Marvel just can’t resist tinkering with its own back catalogue, can it? The latest example: the Fantastic Four’s origin in the MCU isn’t quite what you might remember from the old comics—or from any of the previous film adaptations, for that matter. There’s been a subtle but significant switch in how our favourite cosmic quartet actually got their powers, and if you follow these things, some of the details are genuinely eyebrow-raising.
Forget sneaky spaceship joyrides – this one’s government-sanctioned
The new twist comes courtesy of a comic tie-in called Fantastic Four: First Foes #1. Instead of Reed Richards and company pinching a rocket for a bit of unsupervised cosmic sightseeing (which, honestly, was never the brightest plan), the MCU version casts their flight as a proper government-funded mission. They’re officially up in space to study cosmic rays, everything by the book… until the usual Marvel luck kicks in and the ship’s defences collapse, dousing everyone in superpower-bestowing radiation. Science lesson gone wrong, as per usual.

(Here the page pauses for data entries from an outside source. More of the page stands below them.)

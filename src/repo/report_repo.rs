use crate::db::DbPool;
use crate::dto::{DailyOccupancyDto, RevenueSummaryDto};
use crate::models::{BookingStatus, RoomStatus};
use crate::schema::{bills, booking_rooms, bookings, expenses, payments, rooms};
use anyhow::Result;
use chrono::{Days, NaiveDate};
use diesel::prelude::*;
use tracing::{debug, instrument};

/// Tallies booked rooms per night over an inclusive date range
///
/// `stays` are half-open `[check_in, check_out)` date ranges; a stay counts
/// toward a night exactly when it covers that date. `available` is the room
/// count minus that night's tally, floored at zero in case the inventory
/// shrank after the stays were taken.
fn tally_occupancy(
    stays: &[(NaiveDate, NaiveDate)],
    from: NaiveDate,
    to: NaiveDate,
    total_rooms: i64,
) -> Vec<DailyOccupancyDto> {
    let mut days = Vec::new();
    let mut date = from;
    while date <= to {
        let booked = stays
            .iter()
            .filter(|(check_in, check_out)| *check_in <= date && date < *check_out)
            .count() as i64;
        days.push(DailyOccupancyDto {
            date,
            booked,
            available: (total_rooms - booked).max(0),
        });
        date = date + Days::new(1);
    }
    days
}

/// Builds the per-night occupancy report for an inclusive date range
///
/// Only stays held by an active booking (reserved or checked in) count. A
/// checkout releases the room, and a follow-up reservation may overlap the
/// finished stay's dates, so counting closed stays would tally the same room
/// twice. Rooms in maintenance are excluded from the available count.
///
/// Callers validate `from <= to` and the range length.
#[instrument(skip(pool), fields(from = %from, to = %to))]
pub fn occupancy_report(pool: &DbPool, from: NaiveDate, to: NaiveDate) -> Result<Vec<DailyOccupancyDto>> {
    debug!("Building occupancy report");

    let conn = &mut pool.get()?;

    let counted = [
        BookingStatus::Reserved.as_str(),
        BookingStatus::CheckedIn.as_str(),
    ];

    // Only stays overlapping the report window matter; the inclusive `to`
    // night runs up to the following midnight.
    let window_end = to + Days::new(1);
    let stays: Vec<(NaiveDate, NaiveDate)> = booking_rooms::table
        .inner_join(bookings::table)
        .filter(bookings::status.eq_any(counted))
        .filter(booking_rooms::check_in.lt(window_end))
        .filter(booking_rooms::check_out.gt(from))
        .select((booking_rooms::check_in, booking_rooms::check_out))
        .load(conn)?;

    let total_rooms: i64 = rooms::table
        .filter(rooms::status.ne(RoomStatus::Maintenance.as_str()))
        .count()
        .get_result(conn)?;

    Ok(tally_occupancy(&stays, from, to, total_rooms))
}

/// Builds the revenue/expense summary for an inclusive date range
///
/// Bills and payments are bucketed by the day they were created and taken;
/// expenses by the day they were incurred. `net_cents` is collected minus
/// expenses, so cash actually taken, not amounts merely billed.
#[instrument(skip(pool), fields(from = %from, to = %to))]
pub fn revenue_report(pool: &DbPool, from: NaiveDate, to: NaiveDate) -> Result<RevenueSummaryDto> {
    debug!("Building revenue report");

    let conn = &mut pool.get()?;

    // Timestamp columns span [from 00:00, day-after-to 00:00)
    let range_start = from.and_hms_opt(0, 0, 0).unwrap_or_default();
    let range_end = (to + Days::new(1)).and_hms_opt(0, 0, 0).unwrap_or_default();

    // SUM over SQLite comes back as a type diesel cannot read into an i64,
    // so each bucket is loaded and summed here instead.
    let billed_cents: i64 = bills::table
        .filter(bills::created_at.ge(range_start))
        .filter(bills::created_at.lt(range_end))
        .select(bills::total_cents)
        .load::<i64>(conn)?
        .into_iter()
        .sum();

    let collected_cents: i64 = payments::table
        .filter(payments::paid_at.ge(range_start))
        .filter(payments::paid_at.lt(range_end))
        .select(payments::amount_cents)
        .load::<i64>(conn)?
        .into_iter()
        .sum();

    let expense_cents: i64 = expenses::table
        .filter(expenses::incurred_on.ge(from))
        .filter(expenses::incurred_on.le(to))
        .select(expenses::amount_cents)
        .load::<i64>(conn)?
        .into_iter()
        .sum();

    Ok(RevenueSummaryDto {
        billed_cents,
        collected_cents,
        expense_cents,
        net_cents: collected_cents - expense_cents,
    })
}

#[cfg(test)]
mod prop_tests;
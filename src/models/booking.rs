use chrono::{DateTime, NaiveDateTime, Utc};
use diesel::prelude::*;
use serde::{Deserialize, Serialize};
use std::fmt;
use uuid::Uuid;

/// Lifecycle state of a booking
///
/// The allowed transitions are `Reserved -> CheckedIn -> CheckedOut` and
/// `Reserved -> Cancelled`. The repo layer enforces them; the database stores
/// the lowercase string form.
#[derive(Debug, Clone, Copy, PartialEq, Eq, Serialize, Deserialize)]
#[serde(rename_all = "snake_case")]
pub enum BookingStatus {
    Reserved,
    CheckedIn,
    CheckedOut,
    Cancelled,
}

impl BookingStatus {
    /// The string form stored in the `bookings.status` column
    pub fn as_str(&self) -> &'static str {
        match self {
            BookingStatus::Reserved => "reserved",
            BookingStatus::CheckedIn => "checked_in",
            BookingStatus::CheckedOut => "checked_out",
            BookingStatus::Cancelled => "cancelled",
        }
    }

    /// Parses the stored string form, returning None for unknown values
    pub fn parse(s: &str) -> Option<Self> {
        match s {
            "reserved" => Some(BookingStatus::Reserved),
            "checked_in" => Some(BookingStatus::CheckedIn),
            "checked_out" => Some(BookingStatus::CheckedOut),
            "cancelled" => Some(BookingStatus::Cancelled),
            _ => None,
        }
    }

    /// Whether a booking in this state still holds its rooms
    pub fn is_active(&self) -> bool {
        matches!(self, BookingStatus::Reserved | BookingStatus::CheckedIn)
    }
}

impl fmt::Display for BookingStatus {
    fn fmt(&self, f: &mut fmt::Formatter<'_>) -> fmt::Result {
        f.write_str(self.as_str())
    }
}

/// Represents a reservation linking a customer to one or more room stays
#[derive(Queryable, Selectable, Insertable, Debug, Clone, PartialEq, Serialize, Deserialize)]
#[diesel(table_name = crate::schema::bookings)]
#[diesel(check_for_backend(diesel::sqlite::Sqlite))]
pub struct Booking {
    /// Unique identifier for the booking (UUID v4 as string)
    id: String,

    /// The ID of the customer the booking belongs to
    customer_id: String,

    /// Lifecycle status, stored as text (see `BookingStatus`)
    status: String,

    /// Free-form front-desk notes
    notes: Option<String>,

    /// When the booking was created
    created_at: NaiveDateTime,

    /// When the guest checked in, if they have
    checked_in_at: Option<NaiveDateTime>,

    /// When the guest checked out, if they have
    checked_out_at: Option<NaiveDateTime>,
}

impl Booking {
    /// Creates a new booking in the `Reserved` state
    pub fn new(customer_id: String, notes: Option<String>) -> Self {
        Self {
            id: Uuid::new_v4().to_string(),
            customer_id,
            status: BookingStatus::Reserved.as_str().to_string(),
            notes,
            created_at: Utc::now().naive_utc(),
            checked_in_at: None,
            checked_out_at: None,
        }
    }

    pub fn get_id(&self) -> String {
        self.id.clone()
    }

    pub fn get_customer_id(&self) -> String {
        self.customer_id.clone()
    }

    /// Gets the booking's status
    ///
    /// ### Returns
    ///
    /// The parsed status, or None if the stored text is not a known state
    pub fn get_status(&self) -> Option<BookingStatus> {
        BookingStatus::parse(&self.status)
    }

    /// Gets the raw status text as stored in the database
    pub fn get_status_raw(&self) -> String {
        self.status.clone()
    }

    pub fn get_notes(&self) -> Option<String> {
        self.notes.clone()
    }

    pub fn get_created_at(&self) -> DateTime<Utc> {
        DateTime::from_naive_utc_and_offset(self.created_at, Utc)
    }

    pub fn get_checked_in_at(&self) -> Option<DateTime<Utc>> {
        self.checked_in_at.map(|dt| DateTime::from_naive_utc_and_offset(dt, Utc))
    }

    pub fn get_checked_out_at(&self) -> Option<DateTime<Utc>> {
        self.checked_out_at.map(|dt| DateTime::from_naive_utc_and_offset(dt, Utc))
    }
}

#[cfg(test)]
mod tests {
    use super::*;

    #[test]
    fn test_new_booking_is_reserved() {
        let booking = Booking::new("customer-1".to_string(), None);

        assert!(Uuid::parse_str(&booking.get_id()).is_ok());
        assert_eq!(booking.get_status(), Some(BookingStatus::Reserved));
        assert_eq!(booking.get_checked_in_at(), None);
        assert_eq!(booking.get_checked_out_at(), None);
    }

    #[test]
    fn test_status_round_trip() {
        for status in [
            BookingStatus::Reserved,
            BookingStatus::CheckedIn,
            BookingStatus::CheckedOut,
            BookingStatus::Cancelled,
        ] {
            assert_eq!(BookingStatus::parse(status.as_str()), Some(status));
        }
        assert_eq!(BookingStatus::parse("bogus"), None);
    }

    #[test]
    fn test_active_states() {
        assert!(BookingStatus::Reserved.is_active());
        assert!(BookingStatus::CheckedIn.is_active());
        assert!(!BookingStatus::CheckedOut.is_active());
        assert!(!BookingStatus::Cancelled.is_active());
    }
}
use crate::db::{DbPool, ExecuteWithRetry};
use crate::models::Expense;
use crate::schema::{expenses, vendors};
use anyhow::{anyhow, Result};
use chrono::NaiveDate;
use diesel::prelude::*;
use tracing::{debug, info, instrument};

/// Records an operating expense
///
/// ### Errors
///
/// Returns an error if a vendor is named but does not exist, or the insert
/// fails. Callers validate that the amount is positive.
#[instrument(skip(pool), fields(category = %category, amount_cents = %amount_cents))]
pub async fn create_expense(
    pool: &DbPool,
    vendor_id: Option<String>,
    category: &str,
    amount_cents: i64,
    incurred_on: NaiveDate,
    note: Option<String>,
) -> Result<Expense> {
    debug!("Recording expense");

    let conn = &mut pool.get()?;

    if let Some(ref vendor_id) = vendor_id {
        let exists: i64 = vendors::table
            .find(vendor_id)
            .count()
            .get_result(conn)?;
        if exists == 0 {
            return Err(anyhow!("Vendor not found"));
        }
    }

    let expense = Expense::new(
        vendor_id,
        category.to_string(),
        amount_cents,
        incurred_on,
        note,
    );

    diesel::insert_into(expenses::table)
        .values(expense.clone())
        .execute_with_retry(conn).await?;

    info!("Recorded expense with id: {}", expense.get_id());

    Ok(expense)
}

/// Lists expenses, optionally bounded by incurred-on date (both ends inclusive)
#[instrument(skip(pool))]
pub fn list_expenses(pool: &DbPool, from: Option<NaiveDate>, to: Option<NaiveDate>) -> Result<Vec<Expense>> {
    let conn = &mut pool.get()?;

    let mut query = expenses::table
        .order_by(expenses::incurred_on.desc())
        .into_boxed();

    if let Some(from) = from {
        query = query.filter(expenses::incurred_on.ge(from));
    }
    if let Some(to) = to {
        query = query.filter(expenses::incurred_on.le(to));
    }

    let results = query.load::<Expense>(conn)?;

    Ok(results)
}
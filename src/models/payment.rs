use chrono::{DateTime, NaiveDateTime, Utc};
use diesel::prelude::*;
use serde::{Deserialize, Serialize};
use uuid::Uuid;

/// A payment recorded against a booking
///
/// Payments may arrive before checkout (advance/deposit) or after the bill is
/// issued; settlement is always evaluated against the sum of them.
#[derive(Queryable, Selectable, Insertable, Debug, Clone, PartialEq, Serialize, Deserialize)]
#[diesel(table_name = crate::schema::payments)]
#[diesel(check_for_backend(diesel::sqlite::Sqlite))]
pub struct Payment {
    /// Unique identifier for the payment (UUID v4 as string)
    id: String,

    /// The ID of the booking being paid for
    booking_id: String,

    /// Amount in integer cents; always positive
    amount_cents: i64,

    /// How it was paid, e.g. "cash", "card", "transfer"
    method: String,

    note: Option<String>,

    /// When the payment was taken
    paid_at: NaiveDateTime,
}

impl Payment {
    pub fn new(booking_id: String, amount_cents: i64, method: String, note: Option<String>) -> Self {
        Self {
            id: Uuid::new_v4().to_string(),
            booking_id,
            amount_cents,
            method,
            note,
            paid_at: Utc::now().naive_utc(),
        }
    }

    pub fn get_id(&self) -> String {
        self.id.clone()
    }

    pub fn get_booking_id(&self) -> String {
        self.booking_id.clone()
    }

    pub fn get_amount_cents(&self) -> i64 {
        self.amount_cents
    }

    pub fn get_method(&self) -> String {
        self.method.clone()
    }

    pub fn get_note(&self) -> Option<String> {
        self.note.clone()
    }

    pub fn get_paid_at(&self) -> DateTime<Utc> {
        DateTime::from_naive_utc_and_offset(self.paid_at, Utc)
    }
}
use axum::{extract::State, Json};
use axum_extra::extract::Query;
use std::sync::Arc;
use tracing::instrument;

use crate::db::DbPool;
use crate::dto::{CreateExpenseDto, ExpenseFilterDto};
use crate::errors::ApiError;
use crate::handlers::classify_repo_error;
use crate::models::Expense;
use crate::repo;

/// Handler for recording an expense
///
/// This function handles POST requests to `/expenses`.
#[instrument(skip(pool, payload), fields(category = %payload.category, amount_cents = %payload.amount_cents))]
pub async fn create_expense_handler(
    State(pool): State<Arc<DbPool>>,
    Json(payload): Json<CreateExpenseDto>,
) -> Result<Json<Expense>, ApiError> {
    if payload.amount_cents <= 0 {
        return Err(ApiError::Validation(format!(
            "Expense amount must be positive, got {}",
            payload.amount_cents
        )));
    }
    if payload.category.trim().is_empty() {
        return Err(ApiError::Validation("Expense category must not be empty".to_string()));
    }

    let expense = repo::create_expense(
        &pool,
        payload.vendor_id,
        &payload.category,
        payload.amount_cents,
        payload.incurred_on,
        payload.note,
    )
    .await
    .map_err(classify_repo_error)?;

    Ok(Json(expense))
}

/// Handler for listing expenses
///
/// This function handles GET requests to `/expenses`, with optional `?from=`
/// and `?to=` bounds on the incurred-on date (both inclusive).
#[instrument(skip(pool))]
pub async fn list_expenses_handler(
    State(pool): State<Arc<DbPool>>,
    Query(filter): Query<ExpenseFilterDto>,
) -> Result<Json<Vec<Expense>>, ApiError> {
    if let (Some(from), Some(to)) = (filter.from, filter.to) {
        if from > to {
            return Err(ApiError::Validation("from must not be after to".to_string()));
        }
    }

    let expenses = repo::list_expenses(&pool, filter.from, filter.to)
        .map_err(ApiError::Database)?;

    Ok(Json(expenses))
}
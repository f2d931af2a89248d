use anyhow::Context;
use clap::Parser;
use frontdesk::config::{get_config, CliArgs};
use frontdesk::{create_app, db, repo, run_migrations};
use std::sync::Arc;
use tracing::info;

#[tokio::main]
async fn main() -> anyhow::Result<()> {
    // Load environment variables before clap reads them
    if std::fs::metadata(".env").is_ok() {
        dotenv::dotenv().ok();
    }

    tracing_subscriber::fmt()
        .with_env_filter(
            tracing_subscriber::EnvFilter::try_from_default_env()
                .unwrap_or_else(|_| "frontdesk=info,tower_http=info".into()),
        )
        .init();

    let args = CliArgs::parse();
    let config = get_config(args);

    let pool = Arc::new(db::init_pool(&config.database_url));

    {
        let mut conn = pool.get().context("Failed to get a database connection")?;
        run_migrations(&mut conn);
    }

    // First run on an empty database gets an admin account to log in with
    if let Some(admin) = repo::bootstrap_admin(&pool, &config.bootstrap_admin_password).await? {
        info!("Created bootstrap admin user {}", admin.get_username());
    }

    let app = create_app(pool, config.session_ttl());

    let listener = tokio::net::TcpListener::bind(&config.bind_address)
        .await
        .with_context(|| format!("Failed to bind {}", config.bind_address))?;
    info!("Listening on {}", config.bind_address);

    axum::serve(listener, app).await.context("Server error")?;

    Ok(())
}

The Mad Thinker gets promoted
Now here’s where it gets slightly weird—rather than going all-in on Doctor Doom, this story fleshes out Doctor René Rodin. In classic comics, he’s better known as the Mad Thinker (and, if we’re honest, more 'decent pub quiz answer' than 'household name'). It turns out that Rodin was one of Reed’s old professors and helped organise the original mission. He even rescued the team after things went pear-shaped, briefly becoming a national hero. But, predictably, he soured on all the praise heaped on the Fantastic Four, brooded about Reed ‘outshining’ him in public, and gradually went full villain. Reed’s response? Apparently just shrugged it off, saying Rodin’s earlier attempts were ‘incomplete’.
Reed Richards apparently dismissed his mentor’s failure, claiming the Mad Thinker’s calculations had been 'incomplete'.
Wait, where’s Doctor Doom?
Here’s where the continuity crowd will get a bit twitchy. For once, Doom barely features in the origin story. The related comic (Fantastic Four: First Steps) references a few of their traditional baddies—Mole Man, Diablo, Puppet Master, Red Ghost—but Victor von Doom is basically relegated to the background. There’s even a not-so-subtle detail: in a scene showing the Future Foundation’s gathering, the seat for Latveria (his home country, for those not fluent in Marvel trivia) has been left empty. That’s about as subtle as a missed birthday party invite.
- Classic comics and previous (sometimes dodgy) film attempts always tied Doctor Doom directly to the team’s origins.
- This MCU version pushes Doom aside in favour of the Mad Thinker, who now fills a fair bit of the dramatic void.
- There’s fan speculation: maybe Doom is being saved up for something multiversal? Or maybe he simply hasn’t shown up yet. For those wondering, there were persistent rumours Robert Downey Jr. might tackle Doom, but nothing’s been confirmed.
However it all fits, the update pretty much guarantees that when the new Fantastic Four film finally lands, they’ll be flying under their own narrative power—no borrowed rockets, no borrowed villains, and a new set of complications to sort out.